Study investigates bleeding deaths associated with blood thinner Pradaxa

The death of Bob Smith* was a surprise to doctors. The 83-year old man was evaluated for what appeared to be a rather routine fall, and by all accounts he seemed fine. He was fully alert and oriented and could respond to verbal commands. CT scans taken when he arrived at the hospital revealed small, superficial areas of hemorrhage in his brain, but two hours later, another round of scans showed extensive progression of brain hemorrhaging. Efforts to stop the bleeding were fruitless. The elderly man fell into a deep coma and died soon after.

What happened to Bob was not an isolated case. The man had been taking Pradaxa, a drug recently approved by the Food and Drug Administration (FDA) to prevent strokes in patients who also had a dangerous irregular heartbeat known as atrial fibrillation. The drug, known chemically as dabigatran, is a new class of oral medications called direct thrombin inhibitors. There are currently no effective reversal agents to counter the affects of Pradaxa. A study published in the Journal of Neurosurgery suggests that bleeding complications from Pradaxa are largely irreversible.

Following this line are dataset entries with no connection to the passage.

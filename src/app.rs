//! App Shell: boots every subsystem and runs the top-level event loop.
//!
//! Grounded on the teacher's `main.rs` (tracing-subscriber setup) and
//! `daemon.rs::run()` (construction order, the `tokio::select!` shape, and
//! signal-triggered graceful shutdown). The menu-bar/CLI-subcommand/PID-lock surfaces
//! those functions also own are out of scope here — a single always-running
//! `tokio::main` process is all spec.md §1/§6 calls for.

use crate::controller::Controller;
use crate::credentials::CredentialStore;
use crate::hotkey::HotkeyEngine;
use crate::inject::TextInjector;
use crate::log::EventLog;
use crate::session;
use crate::settings::SettingsStore;
use crate::transcribe::router::TranscriptionRouter;
use std::sync::Arc;
use tokio::signal::unix::{signal, SignalKind};
use tracing_subscriber::EnvFilter;

/// How long to let the event log's 1s flush ticker run once more before exit, so the
/// shutdown log line itself isn't lost (spec.md §4.2 durability expectations).
const SHUTDOWN_FLUSH_GRACE: std::time::Duration = std::time::Duration::from_millis(1200);

/// Boots the runtime and runs until SIGTERM/SIGINT. Returns only on shutdown or an
/// unrecoverable boot failure.
pub async fn run() -> anyhow::Result<()> {
    let project_dirs = directories::ProjectDirs::from("", "", "dictation-core")
        .ok_or_else(|| anyhow::anyhow!("could not determine platform directories"))?;

    // The ordinary `tracing::{debug,info,warn,error}!` call sites sprinkled through the
    // rest of the crate are implementation-detail logging, distinct from the dedicated
    // JSON-lines Event Log below (spec.md §4.2). They go to a daily-rotated file here via
    // the teacher's own `tracing-appender` non-blocking writer, the same crate the
    // teacher depends on for this but never wires up in its own `main.rs`.
    let file_appender =
        tracing_appender::rolling::daily(project_dirs.data_local_dir().join("logs"), "trace.log");
    let (non_blocking, _trace_guard) = tracing_appender::non_blocking(file_appender);
    tracing_subscriber::fmt()
        .with_env_filter(
            EnvFilter::try_from_default_env().unwrap_or_else(|_| EnvFilter::new("dictation_core=info,warn")),
        )
        .with_target(false)
        .with_writer(non_blocking)
        .init();

    let app_session = session::new_app_session_id();
    tracing::info!(app_session = %app_session, "starting dictation-core");

    let log = EventLog::start(
        project_dirs.data_local_dir().join("logs"),
        "dictation-core".to_string(),
        app_session.clone(),
    )?;

    let settings_path = SettingsStore::default_path()
        .ok_or_else(|| anyhow::anyhow!("could not determine settings path"))?;
    let settings = Arc::new(SettingsStore::load(settings_path)?);

    let credentials = CredentialStore::new();
    let router = Arc::new(TranscriptionRouter::new());
    let injector = TextInjector::platform_default()
        .map_err(|e| tracing::warn!("text injection unavailable: {e}"))
        .ok();
    let audio = Box::new(crate::audio::CpalCapture::new(None));
    let models_dir = project_dirs.data_dir().join("models");

    let mut controller = Controller::new(
        settings.clone(),
        audio,
        router,
        injector,
        credentials,
        log.clone(),
        models_dir,
    );

    let initial_shortcut = settings.get().hotkey;
    let mut hotkey_engine = HotkeyEngine::new(initial_shortcut);
    let mut hotkey_rx = hotkey_engine.register().await?;

    let mut settings_rx = settings.subscribe();
    let mut bound_shortcut = initial_shortcut;

    let mut sigterm = signal(SignalKind::terminate())?;

    loop {
        tokio::select! {
            event = hotkey_rx.recv() => {
                match event {
                    Some(event) => controller.handle_event(event).await,
                    // The active backend died unexpectedly; nothing left to listen for.
                    None => {
                        tracing::error!("hotkey listener channel closed unexpectedly");
                        break;
                    }
                }
            }

            changed = settings_rx.changed() => {
                if changed.is_err() {
                    break;
                }
                let current = settings_rx.borrow_and_update().hotkey;
                if current != bound_shortcut {
                    tracing::info!("hotkey setting changed, rebinding");
                    match hotkey_engine.rebind(current).await {
                        Ok(rx) => {
                            hotkey_rx = rx;
                            bound_shortcut = current;
                        }
                        Err(e) => {
                            log.error(
                                "Hotkey",
                                "rebind_failed",
                                [("error".to_string(), serde_json::json!(e.to_string()))]
                                    .into_iter()
                                    .collect(),
                            );
                        }
                    }
                }
            }

            _ = tokio::signal::ctrl_c() => {
                tracing::info!("received SIGINT, shutting down");
                break;
            }

            _ = sigterm.recv() => {
                tracing::info!("received SIGTERM, shutting down");
                break;
            }
        }
    }

    let _ = hotkey_engine.suspend().await;
    tokio::time::sleep(SHUTDOWN_FLUSH_GRACE).await;

    Ok(())
}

According to researchers, dialysis might remove 35 to 60 percent of Pradaxa from the bloodstream in two to three hours but that treatment may not be considered unless medical staff was familiar with the drug and took quick action.

There were already concerns about Pradaxa. In December, the FDA announced it was evaluating cases of bleeding associated with the blood clot preventer, but advised patients to continue taking it until a formal decision was made. Meanwhile, foreign drug regulators have added stronger warnings about the drug. Since Pradaxa was approved, there have been more than 260 deaths associated with the blood thinner.